### What needs to be done
Could you return every line of the records below that contains the word "timestamp"?

### Source material
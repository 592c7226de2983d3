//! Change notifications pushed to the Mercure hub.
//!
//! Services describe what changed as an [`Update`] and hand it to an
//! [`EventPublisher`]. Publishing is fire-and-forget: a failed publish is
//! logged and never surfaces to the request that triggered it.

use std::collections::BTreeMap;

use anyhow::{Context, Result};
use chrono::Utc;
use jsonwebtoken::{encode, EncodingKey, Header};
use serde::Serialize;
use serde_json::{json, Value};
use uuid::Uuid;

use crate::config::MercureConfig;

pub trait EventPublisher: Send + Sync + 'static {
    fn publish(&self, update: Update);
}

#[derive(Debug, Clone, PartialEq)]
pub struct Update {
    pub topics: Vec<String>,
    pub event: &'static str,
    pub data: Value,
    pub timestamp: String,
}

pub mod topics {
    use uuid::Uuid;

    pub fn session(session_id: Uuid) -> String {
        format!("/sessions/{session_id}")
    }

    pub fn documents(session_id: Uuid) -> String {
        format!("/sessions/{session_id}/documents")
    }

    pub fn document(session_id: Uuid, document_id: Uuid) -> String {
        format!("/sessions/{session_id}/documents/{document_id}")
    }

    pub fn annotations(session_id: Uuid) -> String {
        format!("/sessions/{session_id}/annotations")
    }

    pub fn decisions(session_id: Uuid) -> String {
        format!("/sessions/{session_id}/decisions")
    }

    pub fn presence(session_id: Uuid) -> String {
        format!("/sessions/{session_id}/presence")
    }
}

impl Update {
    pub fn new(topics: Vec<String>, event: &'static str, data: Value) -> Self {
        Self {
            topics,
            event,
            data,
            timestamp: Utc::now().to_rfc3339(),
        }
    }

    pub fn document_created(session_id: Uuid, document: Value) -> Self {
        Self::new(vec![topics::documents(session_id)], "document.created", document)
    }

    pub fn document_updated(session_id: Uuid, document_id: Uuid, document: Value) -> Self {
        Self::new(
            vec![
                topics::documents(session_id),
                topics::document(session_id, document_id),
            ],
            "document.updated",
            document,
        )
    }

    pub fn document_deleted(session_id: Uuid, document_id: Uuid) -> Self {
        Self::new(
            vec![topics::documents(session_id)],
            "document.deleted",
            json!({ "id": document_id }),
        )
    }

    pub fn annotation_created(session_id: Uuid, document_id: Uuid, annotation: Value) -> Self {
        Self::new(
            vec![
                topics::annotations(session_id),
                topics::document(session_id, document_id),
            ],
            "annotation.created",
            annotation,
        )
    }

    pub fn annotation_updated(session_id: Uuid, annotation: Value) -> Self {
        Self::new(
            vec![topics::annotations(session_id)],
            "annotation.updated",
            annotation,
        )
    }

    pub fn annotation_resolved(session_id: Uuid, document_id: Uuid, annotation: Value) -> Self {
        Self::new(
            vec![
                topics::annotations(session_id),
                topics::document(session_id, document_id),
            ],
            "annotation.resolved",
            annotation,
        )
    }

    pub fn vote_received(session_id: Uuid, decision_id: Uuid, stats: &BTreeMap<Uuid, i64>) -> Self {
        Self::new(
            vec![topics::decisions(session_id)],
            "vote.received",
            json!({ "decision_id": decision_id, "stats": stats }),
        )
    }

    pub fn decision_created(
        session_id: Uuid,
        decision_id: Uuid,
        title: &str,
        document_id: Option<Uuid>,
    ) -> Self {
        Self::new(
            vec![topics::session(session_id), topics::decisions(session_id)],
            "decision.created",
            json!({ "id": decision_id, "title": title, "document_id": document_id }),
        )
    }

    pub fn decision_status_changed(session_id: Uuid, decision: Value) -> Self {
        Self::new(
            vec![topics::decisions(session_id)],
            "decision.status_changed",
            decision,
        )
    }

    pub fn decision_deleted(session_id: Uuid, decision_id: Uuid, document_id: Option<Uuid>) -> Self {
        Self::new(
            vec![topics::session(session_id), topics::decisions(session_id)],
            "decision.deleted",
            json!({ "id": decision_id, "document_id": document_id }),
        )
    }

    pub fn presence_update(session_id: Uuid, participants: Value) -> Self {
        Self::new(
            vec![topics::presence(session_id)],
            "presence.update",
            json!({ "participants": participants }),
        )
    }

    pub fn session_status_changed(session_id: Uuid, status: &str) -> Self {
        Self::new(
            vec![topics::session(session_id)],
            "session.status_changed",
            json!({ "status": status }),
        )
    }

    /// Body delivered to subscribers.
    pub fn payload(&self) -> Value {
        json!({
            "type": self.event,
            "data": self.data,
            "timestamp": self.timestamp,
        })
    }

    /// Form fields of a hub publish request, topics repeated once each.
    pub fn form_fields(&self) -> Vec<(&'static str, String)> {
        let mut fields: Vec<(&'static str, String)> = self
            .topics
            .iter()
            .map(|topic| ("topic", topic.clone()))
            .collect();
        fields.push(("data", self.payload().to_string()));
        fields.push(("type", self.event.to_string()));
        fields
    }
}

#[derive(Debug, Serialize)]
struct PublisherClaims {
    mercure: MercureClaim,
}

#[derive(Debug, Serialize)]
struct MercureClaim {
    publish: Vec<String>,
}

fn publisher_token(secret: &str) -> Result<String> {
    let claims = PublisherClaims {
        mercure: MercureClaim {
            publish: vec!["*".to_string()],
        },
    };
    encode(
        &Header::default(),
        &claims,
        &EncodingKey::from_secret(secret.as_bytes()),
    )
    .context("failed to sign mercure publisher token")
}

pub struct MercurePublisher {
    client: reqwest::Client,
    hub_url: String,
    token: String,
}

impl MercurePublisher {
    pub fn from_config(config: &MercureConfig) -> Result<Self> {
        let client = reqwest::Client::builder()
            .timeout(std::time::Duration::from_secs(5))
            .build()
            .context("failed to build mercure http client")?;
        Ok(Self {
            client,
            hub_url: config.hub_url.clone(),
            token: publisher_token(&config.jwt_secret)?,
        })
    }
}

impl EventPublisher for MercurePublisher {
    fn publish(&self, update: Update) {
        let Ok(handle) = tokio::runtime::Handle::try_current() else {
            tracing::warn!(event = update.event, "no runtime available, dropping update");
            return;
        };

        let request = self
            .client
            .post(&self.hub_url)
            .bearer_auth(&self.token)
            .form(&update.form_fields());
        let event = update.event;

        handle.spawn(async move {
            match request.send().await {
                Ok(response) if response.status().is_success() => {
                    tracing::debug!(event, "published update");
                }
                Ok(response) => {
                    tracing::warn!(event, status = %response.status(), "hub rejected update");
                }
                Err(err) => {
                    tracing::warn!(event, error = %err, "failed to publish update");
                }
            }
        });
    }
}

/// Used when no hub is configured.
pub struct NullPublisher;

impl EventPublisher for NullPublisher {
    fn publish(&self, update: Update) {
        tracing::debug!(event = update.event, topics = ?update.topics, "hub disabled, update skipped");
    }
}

### Written answer
    pub timestamp: String,
            timestamp: Utc::now().to_rfc3339(),
            "timestamp": self.timestamp,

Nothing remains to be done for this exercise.